I stop; I’m not into bruising, and this guy seems enthusiastic enough to try to do more than that. I recognize his kind of bully. He’s not even confident enough to stand and deny things to the principal. He likes a helpless victim. And right now, because of the circumstances, because I can’t see anything but the inside of this locker, that’s what I have to be. There goes my good mood.
“A guy likes to know why he’s being abused for the second time in one week.” I say aloud.
“Stop talking to my girl, or I’ll stuff you in there and lock the door.” Ah yes, a girl. He's doing this to assuage his bruised ego, and assert his manhood. As a means to further that end he pushes me harder against the back of the locker. Obviously he doesn’t want me to see his face.

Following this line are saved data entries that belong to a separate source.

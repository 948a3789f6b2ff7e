// src/services/outbox_service.rs
//! Reliable delivery of ride completions.
//!
//! Every completion is written to the store before the first attempt and only
//! removed once a transport confirms it. Attempts try the duplex channel
//! (acknowledged emit) first and the HTTP endpoint second; failures back off
//! with jitter and survive restarts.

use async_trait::async_trait;
use chrono::{DateTime, Utc};
use serde::{Deserialize, Serialize};
use serde_json::Value;
use std::sync::{Arc, Mutex as StdMutex};
use std::time::Duration;
use tokio::sync::Mutex;
use uuid::Uuid;

use crate::errors::{AgentError, AgentResult};
use crate::models::events::{RideCompletedPayload, names};
use crate::services::channel_service::{DispatchChannel, backoff_with_jitter};
use crate::services::state_store::{StateStoreService, StoreKeys};
use crate::utils::tasks::TaskGuard;

const HTTP_TIMEOUT: Duration = Duration::from_secs(15);

#[derive(Debug, Clone, PartialEq, Serialize, Deserialize)]
#[serde(rename_all = "camelCase")]
pub struct OutboxEntry {
    pub id: Uuid,
    pub ride_id: String,
    pub payload: RideCompletedPayload,
    pub attempts: u32,
    pub enqueued_at: DateTime<Utc>,
    pub next_attempt_at: DateTime<Utc>,
    pub last_error: Option<String>,
}

#[derive(Debug, Clone, Copy, PartialEq, Eq)]
pub enum DeliveryRoute {
    Channel,
    Http,
}

#[derive(Debug, Default, Clone, PartialEq, Eq)]
pub struct FlushReport {
    pub delivered: Vec<String>,
    pub pending: usize,
}

/// `POST {api}/api/rides/complete`
#[derive(Debug, Clone, PartialEq, Serialize, Deserialize)]
#[serde(rename_all = "camelCase")]
pub struct CompletionRequest {
    pub ride_id: String,
    pub driver_id: String,
    pub distance: f64,
    pub fare: i64,
}

impl From<&RideCompletedPayload> for CompletionRequest {
    fn from(payload: &RideCompletedPayload) -> Self {
        Self {
            ride_id: payload.ride_id.clone(),
            driver_id: payload.driver_id.clone(),
            distance: payload.distance,
            fare: payload.fare,
        }
    }
}

#[async_trait]
pub trait CompletionApi: Send + Sync {
    async fn complete_ride(&self, request: &CompletionRequest) -> AgentResult<()>;
}

pub struct HttpCompletionApi {
    client: reqwest::Client,
    base_url: String,
}

impl HttpCompletionApi {
    pub fn new(base_url: &str) -> Self {
        Self {
            client: reqwest::Client::builder()
                .timeout(HTTP_TIMEOUT)
                .build()
                .unwrap_or_else(|e| {
                    tracing::warn!("Failed to build completion HTTP client ({}), using defaults", e);
                    reqwest::Client::new()
                }),
            base_url: base_url.trim_end_matches('/').to_string(),
        }
    }
}

#[async_trait]
impl CompletionApi for HttpCompletionApi {
    async fn complete_ride(&self, request: &CompletionRequest) -> AgentResult<()> {
        let url = format!("{}/api/rides/complete", self.base_url);
        let response = self.client.post(&url).json(request).send().await?;

        if !response.status().is_success() {
            let status = response.status();
            let text = response.text().await.unwrap_or_else(|_| "Unknown error".to_string());
            return Err(AgentError::DeliveryFailed(format!("{}: {}", status, text)));
        }
        Ok(())
    }
}

// Mock service for development and testing
#[derive(Debug, Default)]
pub struct MockCompletionApi {
    failing: StdMutex<bool>,
    delivered: StdMutex<Vec<CompletionRequest>>,
}

impl MockCompletionApi {
    pub fn new() -> Self {
        Self::default()
    }

    pub fn set_failing(&self, failing: bool) {
        if let Ok(mut f) = self.failing.lock() {
            *f = failing;
        }
    }

    pub fn delivered(&self) -> Vec<CompletionRequest> {
        self.delivered.lock().map(|d| d.clone()).unwrap_or_default()
    }
}

#[async_trait]
impl CompletionApi for MockCompletionApi {
    async fn complete_ride(&self, request: &CompletionRequest) -> AgentResult<()> {
        if self.failing.lock().map(|f| *f).unwrap_or(false) {
            return Err(AgentError::NetworkConnection("completion endpoint unreachable".to_string()));
        }
        tracing::info!("[MOCK] Completion delivered over HTTP for ride: {}", request.ride_id);
        if let Ok(mut delivered) = self.delivered.lock() {
            delivered.push(request.clone());
        }
        Ok(())
    }
}

pub struct CompletionOutbox {
    store: StateStoreService,
    channel: Arc<DispatchChannel>,
    http: Arc<dyn CompletionApi>,
    base_delay: Duration,
    max_delay: Duration,
    // Serializes read-modify-write of the persisted queue. Never held across delivery attempts.
    lock: Mutex<()>,
    // One flush at a time, so an entry is never attempted twice concurrently.
    flushing: Mutex<()>,
}

impl CompletionOutbox {
    pub fn new(
        store: StateStoreService,
        channel: Arc<DispatchChannel>,
        http: Arc<dyn CompletionApi>,
        base_delay: Duration,
        max_delay: Duration,
    ) -> Self {
        Self {
            store,
            channel,
            http,
            base_delay,
            max_delay,
            lock: Mutex::new(()),
            flushing: Mutex::new(()),
        }
    }

    /// Persist a completion. Returns the entry id.
    pub async fn enqueue(&self, payload: RideCompletedPayload, now: DateTime<Utc>) -> AgentResult<Uuid> {
        let _guard = self.lock.lock().await;
        let mut entries = self.load().await?;

        if let Some(existing) = entries.iter().find(|e| e.ride_id == payload.ride_id) {
            tracing::debug!("Completion for ride {} already queued", payload.ride_id);
            return Ok(existing.id);
        }

        let entry = OutboxEntry {
            id: Uuid::new_v4(),
            ride_id: payload.ride_id.clone(),
            payload,
            attempts: 0,
            enqueued_at: now,
            next_attempt_at: now,
            last_error: None,
        };
        let id = entry.id;
        tracing::info!("Queued completion {} for ride {}", id, entry.ride_id);
        entries.push(entry);
        self.save(&entries).await?;
        Ok(id)
    }

    pub async fn pending(&self) -> AgentResult<Vec<OutboxEntry>> {
        self.load().await
    }

    /// Attempt every entry that is due. Delivered entries are removed.
    ///
    /// The queue is only locked to snapshot due entries and to merge the
    /// outcomes back, so `enqueue` never waits on a slow transport.
    pub async fn flush(&self, now: DateTime<Utc>) -> AgentResult<FlushReport> {
        let _flushing = self.flushing.lock().await;
        let due: Vec<OutboxEntry> = {
            let _guard = self.lock.lock().await;
            self.load().await?.into_iter().filter(|e| e.next_attempt_at <= now).collect()
        };

        let mut report = FlushReport::default();
        let mut delivered = Vec::new();
        let mut retries = Vec::new();
        for mut entry in due {
            match self.attempt(&entry).await {
                Ok(route) => {
                    tracing::info!("Completion for ride {} delivered via {:?}", entry.ride_id, route);
                    delivered.push(entry.id);
                    report.delivered.push(entry.ride_id);
                }
                Err(e) => {
                    entry.attempts += 1;
                    let delay = backoff_with_jitter(self.base_delay, self.max_delay, entry.attempts - 1);
                    entry.next_attempt_at = now + chrono::Duration::from_std(delay).unwrap_or(chrono::Duration::seconds(5));
                    entry.last_error = Some(e.to_string());
                    tracing::warn!(
                        "Completion for ride {} failed (attempt {}): {}, retrying in {:?}",
                        entry.ride_id,
                        entry.attempts,
                        e,
                        delay
                    );
                    retries.push(entry);
                }
            }
        }

        let _guard = self.lock.lock().await;
        let entries = self.load().await?;
        if entries.is_empty() && report.delivered.is_empty() {
            return Ok(report);
        }
        // Entries enqueued while delivering are kept untouched.
        let remaining: Vec<OutboxEntry> = entries
            .into_iter()
            .filter(|e| !delivered.contains(&e.id))
            .map(|e| match retries.iter().find(|r| r.id == e.id) {
                Some(updated) => updated.clone(),
                None => e,
            })
            .collect();
        report.pending = remaining.len();
        self.save(&remaining).await?;
        Ok(report)
    }

    async fn attempt(&self, entry: &OutboxEntry) -> AgentResult<DeliveryRoute> {
        match self.send_over_channel(&entry.payload).await {
            Ok(()) => return Ok(DeliveryRoute::Channel),
            Err(e) => tracing::debug!("Channel delivery for ride {} failed: {}", entry.ride_id, e),
        }
        self.http.complete_ride(&CompletionRequest::from(&entry.payload)).await?;
        Ok(DeliveryRoute::Http)
    }

    async fn send_over_channel(&self, payload: &RideCompletedPayload) -> AgentResult<()> {
        let ack = self
            .channel
            .request_ack(names::DRIVER_COMPLETED_RIDE, payload, self.channel.ack_timeout())
            .await?;
        if ack.get("success").and_then(Value::as_bool) == Some(true) {
            Ok(())
        } else {
            let message = ack.get("message").and_then(Value::as_str).unwrap_or("not acknowledged");
            Err(AgentError::DeliveryFailed(message.to_string()))
        }
    }

    pub fn spawn_retry_loop(self: Arc<Self>, interval: Duration) -> TaskGuard {
        TaskGuard::spawn("completion-outbox", async move {
            let mut ticker = tokio::time::interval(interval);
            ticker.set_missed_tick_behavior(tokio::time::MissedTickBehavior::Skip);
            loop {
                ticker.tick().await;
                if let Err(e) = self.flush(Utc::now()).await {
                    tracing::warn!("Completion outbox flush failed: {}", e);
                }
            }
        })
    }

    async fn load(&self) -> AgentResult<Vec<OutboxEntry>> {
        Ok(self
            .store
            .get_json::<Vec<OutboxEntry>>(StoreKeys::PENDING_RIDE_COMPLETION)
            .await?
            .unwrap_or_default())
    }

    async fn save(&self, entries: &[OutboxEntry]) -> AgentResult<()> {
        if entries.is_empty() {
            self.store.remove(StoreKeys::PENDING_RIDE_COMPLETION).await
        } else {
            self.store.set_json(StoreKeys::PENDING_RIDE_COMPLETION, entries).await
        }
    }
}
use axum::http::StatusCode;
use axum::response::{IntoResponse, Response};
use serde::Serialize;
use std::fmt;

/// Main error type for the driver agent
#[derive(Debug)]
pub enum AgentError {
    // Connectivity errors
    ChannelUnavailable(String),
    ChannelClosed,
    NetworkTimeout,
    NetworkConnection(String),
    HttpClient(String),
    DeliveryFailed(String),

    // Data errors
    MalformedOffer(String),
    MissingField(String),
    JsonParsing(String),
    JsonSerialization(String),

    // Logical race errors
    RideAlreadyTaken(String),
    RideNotCurrent(String),
    SlotOccupied(String),
    AcceptInFlight,
    InvalidRideStatus { expected: String, actual: String },

    // Local errors
    NoActiveRide,
    NoLocation,
    OtpUnavailable,
    OtpMismatch,
    NotOnline,
    WorkingHoursRejected(String),

    // Persistent store errors
    StoreConnection(String),
    StoreQuery(String),
    StoreSerialization(String),

    // Configuration
    InvalidConfiguration(String),

    // Coordinator task is gone
    CoordinatorStopped,
}

#[derive(Serialize)]
struct ErrorResponse {
    error: String,
    message: String,
}

impl fmt::Display for AgentError {
    fn fmt(&self, f: &mut fmt::Formatter<'_>) -> fmt::Result {
        match self {
            AgentError::ChannelUnavailable(msg) => write!(f, "Dispatch channel unavailable: {}", msg),
            AgentError::ChannelClosed => write!(f, "Dispatch channel is disconnected"),
            AgentError::NetworkTimeout => write!(f, "Network request timed out"),
            AgentError::NetworkConnection(msg) => write!(f, "Network connection error: {}", msg),
            AgentError::HttpClient(msg) => write!(f, "HTTP client error: {}", msg),
            AgentError::DeliveryFailed(msg) => write!(f, "Delivery failed: {}", msg),

            AgentError::MalformedOffer(msg) => write!(f, "Malformed ride offer: {}", msg),
            AgentError::MissingField(field) => write!(f, "Missing required field: {}", field),
            AgentError::JsonParsing(msg) => write!(f, "JSON parsing error: {}", msg),
            AgentError::JsonSerialization(msg) => write!(f, "JSON serialization error: {}", msg),

            AgentError::RideAlreadyTaken(id) => write!(f, "Ride {} was taken by another driver", id),
            AgentError::RideNotCurrent(id) => write!(f, "Ride {} is no longer the current ride", id),
            AgentError::SlotOccupied(id) => write!(f, "Ride slot is occupied by ride {}", id),
            AgentError::AcceptInFlight => write!(f, "An accept request is already in flight"),
            AgentError::InvalidRideStatus { expected, actual } => {
                write!(f, "Invalid ride status: expected {}, found {}", expected, actual)
            }

            AgentError::NoActiveRide => write!(f, "No active ride"),
            AgentError::NoLocation => write!(f, "Current location is not available yet"),
            AgentError::OtpUnavailable => write!(f, "OTP not yet received from server"),
            AgentError::OtpMismatch => write!(f, "The entered OTP is incorrect"),
            AgentError::NotOnline => write!(f, "Driver is offline"),
            AgentError::WorkingHoursRejected(msg) => write!(f, "Working hours request rejected: {}", msg),

            AgentError::StoreConnection(msg) => write!(f, "State store connection error: {}", msg),
            AgentError::StoreQuery(msg) => write!(f, "State store query error: {}", msg),
            AgentError::StoreSerialization(msg) => write!(f, "State store serialization error: {}", msg),

            AgentError::InvalidConfiguration(msg) => write!(f, "Invalid configuration: {}", msg),
            AgentError::CoordinatorStopped => write!(f, "Ride coordinator has stopped"),
        }
    }
}

impl std::error::Error for AgentError {}

impl AgentError {
    /// Connectivity failures are recovered by reconnect/retry before being surfaced.
    pub fn is_connectivity(&self) -> bool {
        matches!(
            self,
            AgentError::ChannelUnavailable(_)
                | AgentError::ChannelClosed
                | AgentError::NetworkTimeout
                | AgentError::NetworkConnection(_)
                | AgentError::HttpClient(_)
                | AgentError::DeliveryFailed(_)
        )
    }

    pub fn invalid_status(expected: impl Into<String>, actual: impl fmt::Display) -> Self {
        AgentError::InvalidRideStatus {
            expected: expected.into(),
            actual: actual.to_string(),
        }
    }

    pub fn malformed(msg: impl Into<String>) -> Self {
        AgentError::MalformedOffer(msg.into())
    }

    pub fn missing(field: impl Into<String>) -> Self {
        AgentError::MissingField(field.into())
    }
}

impl IntoResponse for AgentError {
    fn into_response(self) -> Response {
        let (status, error_type) = match &self {
            AgentError::NoActiveRide => (StatusCode::NOT_FOUND, "no_active_ride"),
            AgentError::OtpMismatch => (StatusCode::BAD_REQUEST, "otp_mismatch"),
            AgentError::OtpUnavailable => (StatusCode::CONFLICT, "otp_unavailable"),
            AgentError::InvalidRideStatus { .. } => (StatusCode::CONFLICT, "invalid_ride_status"),
            AgentError::RideAlreadyTaken(_) => (StatusCode::CONFLICT, "ride_already_taken"),
            AgentError::SlotOccupied(_) => (StatusCode::CONFLICT, "slot_occupied"),
            AgentError::RideNotCurrent(_) => (StatusCode::CONFLICT, "ride_not_current"),
            AgentError::AcceptInFlight => (StatusCode::CONFLICT, "accept_in_flight"),
            AgentError::NotOnline => (StatusCode::CONFLICT, "not_online"),
            AgentError::WorkingHoursRejected(_) => (StatusCode::FORBIDDEN, "working_hours_rejected"),
            AgentError::NoLocation => (StatusCode::SERVICE_UNAVAILABLE, "no_location"),
            AgentError::CoordinatorStopped => (StatusCode::SERVICE_UNAVAILABLE, "coordinator_stopped"),
            AgentError::ChannelUnavailable(_) | AgentError::ChannelClosed | AgentError::NetworkTimeout => {
                (StatusCode::SERVICE_UNAVAILABLE, "connectivity")
            }
            // All other errors are treated as internal errors
            _ => (StatusCode::INTERNAL_SERVER_ERROR, "internal_error"),
        };

        let error_response = ErrorResponse {
            error: error_type.to_string(),
            message: self.to_string(),
        };

        (status, axum::Json(error_response)).into_response()
    }
}

// Convenience type alias for Results
pub type AgentResult<T> = Result<T, AgentError>;

impl From<redis::RedisError> for AgentError {
    fn from(err: redis::RedisError) -> Self {
        match err.kind() {
            redis::ErrorKind::IoError => AgentError::StoreConnection(err.to_string()),
            redis::ErrorKind::AuthenticationFailed => {
                AgentError::StoreConnection("Authentication failed".to_string())
            }
            _ => AgentError::StoreQuery(err.to_string()),
        }
    }
}

impl From<reqwest::Error> for AgentError {
    fn from(err: reqwest::Error) -> Self {
        if err.is_timeout() {
            AgentError::NetworkTimeout
        } else if err.is_connect() {
            AgentError::NetworkConnection(err.to_string())
        } else {
            AgentError::HttpClient(err.to_string())
        }
    }
}

impl From<serde_json::Error> for AgentError {
    fn from(err: serde_json::Error) -> Self {
        if err.is_syntax() {
            AgentError::JsonParsing(err.to_string())
        } else {
            AgentError::JsonSerialization(err.to_string())
        }
    }
}

impl From<tokio::time::error::Elapsed> for AgentError {
    fn from(_: tokio::time::error::Elapsed) -> Self {
        AgentError::NetworkTimeout
    }
}

#[cfg(test)]
mod tests {
    use super::*;

    #[test]
    fn test_error_display() {
        let error = AgentError::RideAlreadyTaken("R1".to_string());
        assert_eq!(error.to_string(), "Ride R1 was taken by another driver");
    }

    #[test]
    fn test_connectivity_classification() {
        assert!(AgentError::ChannelClosed.is_connectivity());
        assert!(AgentError::NetworkTimeout.is_connectivity());
        assert!(!AgentError::OtpMismatch.is_connectivity());
        assert!(!AgentError::malformed("bad pickup").is_connectivity());
    }

    #[test]
    fn test_invalid_status_helper() {
        match AgentError::invalid_status("accepted", "idle") {
            AgentError::InvalidRideStatus { expected, actual } => {
                assert_eq!(expected, "accepted");
                assert_eq!(actual, "idle");
            }
            _ => panic!("Expected InvalidRideStatus error"),
        }
    }

    #[test]
    fn test_json_error_conversion() {
        let err = serde_json::from_str::<serde_json::Value>("{not json").unwrap_err();
        assert!(matches!(AgentError::from(err), AgentError::JsonParsing(_)));
    }
}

“It would help if you told me her name.” I say loudly enough for him to hear outside the locker. Before I can even brace for it, he lands a hard fist right on the point of my shoulder, and my arm goes momentarily numb. He's got some muscle behind that swing, and knows just where to hit. The pain is shooting into my neck like an electric shock, and I gasp. He’s building up quite an account here.
“Don’t fuck with me! I know you know her name. She’s told me about you.” I quickly rattle off the names of the girls I’ve met so far this week, in alphabetical order.
“Alyssa, Amy, Barb, Becky, Carrie, Chara, Dani, Delia, Ginger, Jan, Lessie, Lynn, Megan –“ He hammers my shoulder again when I say Lynn’s name, but this time I’m expecting it, and I can slow reach out to slow his hand down enough to keep him from doing added damage to the nerves in my shoulder.
It’s basically the same trick I’d used on the football player Monday after school, just used in reversed. He’d felt confident he wouldn’t hurt his hand on my head, so I hurried his fist into the wall, just to give him an idea why hitting people wasn’t the way to settle differences of opinion.
But instead I slowed this guys’ fist down until it didn’t add much to the pain in my shoulder and neck. I hissed, gasped, and let my arm and hand go slack anyway, letting him think he was doing damage to me. It’s the only thing bullies really understand want to know, and the only way to satisfy one who has you in a tight spot.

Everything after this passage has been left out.